# EXERCISE
Nothing outside the stretch is wanted. Repeat exactly the lines of the listing below from the one that contains "use std::sync::Arc;" through the one that contains "store starts empty", both ends included.

# PROVIDED RECORDS
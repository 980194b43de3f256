//! Token management for the authorization server
//!
//! [`Manager`] mediates between the client registry, the token store and
//! the token generator. It enforces client authentication, code single-use,
//! ownership and expiry, and computes lifetimes from [`ManagerConfig`].

pub mod config;
pub mod manager;
pub mod uri;

pub use config::{ManagerConfig, RefreshConfig, TokenConfig};
pub use manager::{Manager, UriValidator};
pub use uri::validate_uri;
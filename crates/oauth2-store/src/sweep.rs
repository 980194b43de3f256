//! Background purge of expired keys
//!
//! Reads already hide expired entries; the sweeper bounds memory by
//! dropping them periodically. It runs independently of the request path.

use std::sync::Arc;
use std::time::Duration;

use tracing::{debug, info};

use crate::kv::MemoryKv;

/// Spawn a task that purges expired keys from `kv` every `interval`.
///
/// Returns the `JoinHandle`; abort it to stop sweeping.
pub fn spawn_sweeper(kv: Arc<MemoryKv>, interval: Duration) -> tokio::task::JoinHandle<()> {
    info!(interval_secs = interval.as_secs(), "starting expired-key sweeper");
    tokio::spawn(async move {
        let mut ticker = tokio::time::interval(interval);
        // First tick completes immediately and the store starts empty
        ticker.tick().await;

        loop {
            ticker.tick().await;
            sweep_cycle(&kv).await;
        }
    })
}

async fn sweep_cycle(kv: &MemoryKv) -> usize {
    let purged = kv.purge_expired().await;
    debug!(purged, "sweep cycle complete");
    purged
}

# EXPECTED ANSWER
use std::sync::Arc;
use std::time::Duration;

use tracing::{debug, info};

use crate::kv::MemoryKv;

/// Spawn a task that purges expired keys from `kv` every `interval`.
///
/// Returns the `JoinHandle`; abort it to stop sweeping.
pub fn spawn_sweeper(kv: Arc<MemoryKv>, interval: Duration) -> tokio::task::JoinHandle<()> {
    info!(interval_secs = interval.as_secs(), "starting expired-key sweeper");
    tokio::spawn(async move {
        let mut ticker = tokio::time::interval(interval);
        // First tick completes immediately and the store starts empty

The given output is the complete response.